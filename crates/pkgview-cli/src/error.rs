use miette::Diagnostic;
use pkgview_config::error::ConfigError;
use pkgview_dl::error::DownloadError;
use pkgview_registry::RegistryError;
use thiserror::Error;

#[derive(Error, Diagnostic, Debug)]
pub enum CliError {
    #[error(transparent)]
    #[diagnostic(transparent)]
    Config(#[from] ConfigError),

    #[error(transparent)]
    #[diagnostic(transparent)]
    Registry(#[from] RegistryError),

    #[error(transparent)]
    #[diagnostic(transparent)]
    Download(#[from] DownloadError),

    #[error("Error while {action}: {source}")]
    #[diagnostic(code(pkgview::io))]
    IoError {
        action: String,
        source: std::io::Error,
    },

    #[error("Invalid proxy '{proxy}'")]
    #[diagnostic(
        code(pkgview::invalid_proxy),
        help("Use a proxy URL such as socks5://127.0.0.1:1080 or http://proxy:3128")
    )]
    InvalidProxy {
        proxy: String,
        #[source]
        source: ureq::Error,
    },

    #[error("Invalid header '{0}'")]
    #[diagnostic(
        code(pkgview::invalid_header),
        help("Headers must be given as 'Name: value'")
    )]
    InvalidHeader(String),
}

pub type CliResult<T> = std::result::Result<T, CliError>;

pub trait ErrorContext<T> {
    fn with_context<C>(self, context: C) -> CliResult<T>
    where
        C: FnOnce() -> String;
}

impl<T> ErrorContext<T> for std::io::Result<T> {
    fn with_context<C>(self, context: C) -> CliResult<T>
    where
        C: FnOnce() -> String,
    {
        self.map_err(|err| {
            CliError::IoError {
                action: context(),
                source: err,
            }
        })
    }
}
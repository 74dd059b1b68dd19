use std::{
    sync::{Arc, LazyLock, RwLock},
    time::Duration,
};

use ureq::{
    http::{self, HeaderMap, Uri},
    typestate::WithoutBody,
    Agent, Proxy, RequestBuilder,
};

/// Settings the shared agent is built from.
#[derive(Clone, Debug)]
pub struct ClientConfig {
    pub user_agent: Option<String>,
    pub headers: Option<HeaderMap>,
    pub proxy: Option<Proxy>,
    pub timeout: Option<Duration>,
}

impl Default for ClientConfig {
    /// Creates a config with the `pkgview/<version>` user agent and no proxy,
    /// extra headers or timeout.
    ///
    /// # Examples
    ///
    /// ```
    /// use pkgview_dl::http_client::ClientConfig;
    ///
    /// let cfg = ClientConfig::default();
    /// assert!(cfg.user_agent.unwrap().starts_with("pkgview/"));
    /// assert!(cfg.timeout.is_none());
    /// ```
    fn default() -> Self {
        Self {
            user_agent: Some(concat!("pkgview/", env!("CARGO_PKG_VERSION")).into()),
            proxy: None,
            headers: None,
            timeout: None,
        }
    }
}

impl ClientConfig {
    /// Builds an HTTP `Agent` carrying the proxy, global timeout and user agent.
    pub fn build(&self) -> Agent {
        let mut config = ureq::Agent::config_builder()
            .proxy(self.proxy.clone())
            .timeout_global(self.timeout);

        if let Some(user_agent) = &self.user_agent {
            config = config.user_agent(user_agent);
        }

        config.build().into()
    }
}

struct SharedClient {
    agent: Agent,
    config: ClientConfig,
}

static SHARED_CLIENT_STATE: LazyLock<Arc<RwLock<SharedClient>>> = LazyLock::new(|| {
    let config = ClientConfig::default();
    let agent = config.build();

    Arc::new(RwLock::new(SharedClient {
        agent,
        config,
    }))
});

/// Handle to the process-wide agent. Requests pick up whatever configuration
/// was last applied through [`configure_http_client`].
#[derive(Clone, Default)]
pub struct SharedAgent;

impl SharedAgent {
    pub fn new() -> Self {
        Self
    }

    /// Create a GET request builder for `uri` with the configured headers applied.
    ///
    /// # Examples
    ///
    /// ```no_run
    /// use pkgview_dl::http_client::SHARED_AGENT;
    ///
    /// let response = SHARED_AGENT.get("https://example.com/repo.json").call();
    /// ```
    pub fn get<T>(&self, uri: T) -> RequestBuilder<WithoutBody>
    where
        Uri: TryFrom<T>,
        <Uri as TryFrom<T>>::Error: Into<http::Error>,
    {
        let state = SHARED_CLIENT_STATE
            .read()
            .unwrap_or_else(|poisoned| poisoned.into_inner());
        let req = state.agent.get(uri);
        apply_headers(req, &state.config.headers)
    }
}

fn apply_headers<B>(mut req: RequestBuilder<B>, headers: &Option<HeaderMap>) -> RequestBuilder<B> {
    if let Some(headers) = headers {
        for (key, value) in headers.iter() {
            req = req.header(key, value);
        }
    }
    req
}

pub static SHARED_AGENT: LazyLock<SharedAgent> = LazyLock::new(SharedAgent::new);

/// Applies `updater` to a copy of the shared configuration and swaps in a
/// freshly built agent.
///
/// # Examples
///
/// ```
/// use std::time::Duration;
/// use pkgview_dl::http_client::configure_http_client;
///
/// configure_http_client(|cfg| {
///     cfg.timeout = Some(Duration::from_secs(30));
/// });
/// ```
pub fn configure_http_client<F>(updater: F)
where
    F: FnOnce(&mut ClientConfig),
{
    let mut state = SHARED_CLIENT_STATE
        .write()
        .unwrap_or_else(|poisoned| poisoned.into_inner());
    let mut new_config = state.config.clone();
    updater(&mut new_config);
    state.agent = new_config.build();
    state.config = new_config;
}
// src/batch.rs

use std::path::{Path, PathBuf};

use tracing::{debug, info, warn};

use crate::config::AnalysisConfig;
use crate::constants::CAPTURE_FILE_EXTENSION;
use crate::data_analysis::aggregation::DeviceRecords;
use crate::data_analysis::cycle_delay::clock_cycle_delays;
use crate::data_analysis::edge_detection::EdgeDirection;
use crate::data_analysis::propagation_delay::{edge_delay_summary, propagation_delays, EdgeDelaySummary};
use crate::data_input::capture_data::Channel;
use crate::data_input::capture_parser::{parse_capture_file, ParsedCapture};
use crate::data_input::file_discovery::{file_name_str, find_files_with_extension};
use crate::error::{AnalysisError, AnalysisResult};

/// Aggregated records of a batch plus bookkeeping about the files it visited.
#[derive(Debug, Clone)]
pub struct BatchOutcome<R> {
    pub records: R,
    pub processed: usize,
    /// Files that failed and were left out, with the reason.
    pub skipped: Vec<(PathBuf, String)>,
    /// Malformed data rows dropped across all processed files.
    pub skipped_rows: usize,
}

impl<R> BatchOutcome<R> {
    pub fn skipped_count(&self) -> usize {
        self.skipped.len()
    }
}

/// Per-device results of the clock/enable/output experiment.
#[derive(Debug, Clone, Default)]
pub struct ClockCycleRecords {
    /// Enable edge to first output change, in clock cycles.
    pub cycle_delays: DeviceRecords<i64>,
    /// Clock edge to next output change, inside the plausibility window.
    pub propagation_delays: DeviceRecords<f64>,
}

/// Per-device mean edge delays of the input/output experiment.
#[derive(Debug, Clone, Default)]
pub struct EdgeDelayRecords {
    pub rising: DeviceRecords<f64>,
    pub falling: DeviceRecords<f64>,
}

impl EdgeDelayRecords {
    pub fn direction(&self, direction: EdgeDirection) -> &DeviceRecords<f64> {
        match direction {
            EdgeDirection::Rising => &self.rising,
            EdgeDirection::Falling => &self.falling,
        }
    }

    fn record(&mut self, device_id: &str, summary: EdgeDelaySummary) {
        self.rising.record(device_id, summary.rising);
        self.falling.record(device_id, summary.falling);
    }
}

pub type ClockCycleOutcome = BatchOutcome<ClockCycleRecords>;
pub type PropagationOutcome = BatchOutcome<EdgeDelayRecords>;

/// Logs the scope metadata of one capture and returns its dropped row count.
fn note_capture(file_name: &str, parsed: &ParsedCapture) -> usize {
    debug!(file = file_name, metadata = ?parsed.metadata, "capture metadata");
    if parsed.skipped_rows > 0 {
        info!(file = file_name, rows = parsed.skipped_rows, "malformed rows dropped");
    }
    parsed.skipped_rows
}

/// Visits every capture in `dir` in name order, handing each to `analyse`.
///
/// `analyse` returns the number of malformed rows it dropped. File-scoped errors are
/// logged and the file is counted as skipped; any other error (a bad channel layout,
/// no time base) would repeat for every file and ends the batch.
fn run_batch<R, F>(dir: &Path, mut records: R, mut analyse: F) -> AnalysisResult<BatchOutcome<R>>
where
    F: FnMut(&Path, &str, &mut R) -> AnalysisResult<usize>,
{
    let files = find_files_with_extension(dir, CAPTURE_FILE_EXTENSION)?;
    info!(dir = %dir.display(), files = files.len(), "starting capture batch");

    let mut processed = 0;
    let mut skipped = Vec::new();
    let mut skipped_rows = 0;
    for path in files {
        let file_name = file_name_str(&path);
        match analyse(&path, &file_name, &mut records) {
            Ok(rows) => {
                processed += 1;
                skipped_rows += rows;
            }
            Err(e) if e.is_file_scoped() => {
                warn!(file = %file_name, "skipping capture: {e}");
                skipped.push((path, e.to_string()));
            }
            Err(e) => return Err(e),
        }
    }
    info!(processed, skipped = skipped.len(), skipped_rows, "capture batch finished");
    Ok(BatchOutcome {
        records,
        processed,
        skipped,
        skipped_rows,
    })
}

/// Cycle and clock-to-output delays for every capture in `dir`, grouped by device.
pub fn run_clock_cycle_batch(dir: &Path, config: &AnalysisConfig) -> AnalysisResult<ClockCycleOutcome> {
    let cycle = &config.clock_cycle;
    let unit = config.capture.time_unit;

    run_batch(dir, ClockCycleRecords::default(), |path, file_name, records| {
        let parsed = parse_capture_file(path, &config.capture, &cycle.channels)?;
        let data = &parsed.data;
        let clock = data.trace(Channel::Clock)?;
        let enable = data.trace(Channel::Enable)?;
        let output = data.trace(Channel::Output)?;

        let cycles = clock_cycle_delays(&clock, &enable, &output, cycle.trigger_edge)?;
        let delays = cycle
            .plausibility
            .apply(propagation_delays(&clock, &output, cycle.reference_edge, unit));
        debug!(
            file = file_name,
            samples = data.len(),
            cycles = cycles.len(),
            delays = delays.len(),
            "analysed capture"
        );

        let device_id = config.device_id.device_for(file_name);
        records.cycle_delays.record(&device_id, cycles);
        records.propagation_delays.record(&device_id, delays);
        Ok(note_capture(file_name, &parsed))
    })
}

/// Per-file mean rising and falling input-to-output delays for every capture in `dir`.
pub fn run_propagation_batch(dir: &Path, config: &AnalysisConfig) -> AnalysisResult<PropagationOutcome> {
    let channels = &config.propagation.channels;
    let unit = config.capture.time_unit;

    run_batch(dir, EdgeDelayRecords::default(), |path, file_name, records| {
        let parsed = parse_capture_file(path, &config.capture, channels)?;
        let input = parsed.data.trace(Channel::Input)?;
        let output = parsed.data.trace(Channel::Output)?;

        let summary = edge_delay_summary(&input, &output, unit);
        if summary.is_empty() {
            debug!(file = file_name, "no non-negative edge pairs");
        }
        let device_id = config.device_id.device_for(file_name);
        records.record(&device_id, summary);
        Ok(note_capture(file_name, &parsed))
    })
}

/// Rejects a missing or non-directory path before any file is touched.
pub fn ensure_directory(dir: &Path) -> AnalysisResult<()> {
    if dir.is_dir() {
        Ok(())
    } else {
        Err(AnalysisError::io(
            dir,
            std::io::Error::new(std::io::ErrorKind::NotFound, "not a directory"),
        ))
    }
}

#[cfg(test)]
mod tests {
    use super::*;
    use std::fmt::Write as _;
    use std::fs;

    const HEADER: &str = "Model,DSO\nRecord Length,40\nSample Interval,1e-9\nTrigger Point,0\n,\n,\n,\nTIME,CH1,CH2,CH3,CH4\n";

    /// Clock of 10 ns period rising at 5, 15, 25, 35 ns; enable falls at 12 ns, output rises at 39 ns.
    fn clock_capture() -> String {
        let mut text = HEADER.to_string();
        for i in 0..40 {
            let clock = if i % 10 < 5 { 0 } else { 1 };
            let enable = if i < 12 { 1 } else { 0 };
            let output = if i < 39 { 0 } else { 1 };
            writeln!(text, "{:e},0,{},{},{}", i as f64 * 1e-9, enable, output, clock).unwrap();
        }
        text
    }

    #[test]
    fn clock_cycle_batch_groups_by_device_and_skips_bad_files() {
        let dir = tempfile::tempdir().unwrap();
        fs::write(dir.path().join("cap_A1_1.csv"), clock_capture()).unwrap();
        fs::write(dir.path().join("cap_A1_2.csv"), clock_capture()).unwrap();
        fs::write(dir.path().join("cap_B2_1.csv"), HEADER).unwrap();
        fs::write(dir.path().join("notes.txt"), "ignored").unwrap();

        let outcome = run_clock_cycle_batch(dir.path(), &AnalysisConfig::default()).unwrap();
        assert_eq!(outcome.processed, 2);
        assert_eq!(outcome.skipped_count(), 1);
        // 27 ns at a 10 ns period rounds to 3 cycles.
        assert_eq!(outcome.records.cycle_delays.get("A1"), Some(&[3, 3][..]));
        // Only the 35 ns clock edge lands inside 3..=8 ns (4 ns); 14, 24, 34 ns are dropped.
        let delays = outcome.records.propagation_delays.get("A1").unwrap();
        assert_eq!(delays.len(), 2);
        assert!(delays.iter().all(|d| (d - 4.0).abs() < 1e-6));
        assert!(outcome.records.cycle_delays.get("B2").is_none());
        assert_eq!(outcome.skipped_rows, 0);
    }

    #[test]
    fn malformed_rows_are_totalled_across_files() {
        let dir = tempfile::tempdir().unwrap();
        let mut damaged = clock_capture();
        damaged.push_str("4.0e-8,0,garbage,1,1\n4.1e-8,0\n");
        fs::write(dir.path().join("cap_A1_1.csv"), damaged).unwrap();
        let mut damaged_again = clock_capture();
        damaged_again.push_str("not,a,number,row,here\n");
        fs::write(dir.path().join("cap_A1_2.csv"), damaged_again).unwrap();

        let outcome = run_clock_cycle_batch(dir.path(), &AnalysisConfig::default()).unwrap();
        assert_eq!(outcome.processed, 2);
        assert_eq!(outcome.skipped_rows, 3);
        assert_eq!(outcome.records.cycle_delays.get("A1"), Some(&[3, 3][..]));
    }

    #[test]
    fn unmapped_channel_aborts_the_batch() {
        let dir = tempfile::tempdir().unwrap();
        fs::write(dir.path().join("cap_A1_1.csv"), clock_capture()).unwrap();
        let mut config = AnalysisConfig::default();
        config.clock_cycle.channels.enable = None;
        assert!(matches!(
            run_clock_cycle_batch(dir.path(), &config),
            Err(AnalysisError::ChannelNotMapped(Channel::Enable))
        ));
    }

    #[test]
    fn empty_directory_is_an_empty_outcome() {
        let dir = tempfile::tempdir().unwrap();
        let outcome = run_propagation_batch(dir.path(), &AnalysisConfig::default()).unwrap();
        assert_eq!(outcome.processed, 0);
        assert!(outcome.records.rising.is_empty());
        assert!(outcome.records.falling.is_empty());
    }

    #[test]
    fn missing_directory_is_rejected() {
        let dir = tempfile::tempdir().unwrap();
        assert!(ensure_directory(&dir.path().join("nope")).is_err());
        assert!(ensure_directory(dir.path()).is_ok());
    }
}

**WHAT IS BEING ASKED**
Within the data above, the span starting at the line containing "use std::fs;" and ending at the line containing "rises at 39 ns." is to be retyped exactly, with no other lines.

**TASK RESULT**
    use std::fs;

    const HEADER: &str = "Model,DSO\nRecord Length,40\nSample Interval,1e-9\nTrigger Point,0\n,\n,\n,\nTIME,CH1,CH2,CH3,CH4\n";

    /// Clock of 10 ns period rising at 5, 15, 25, 35 ns; enable falls at 12 ns, output rises at 39 ns.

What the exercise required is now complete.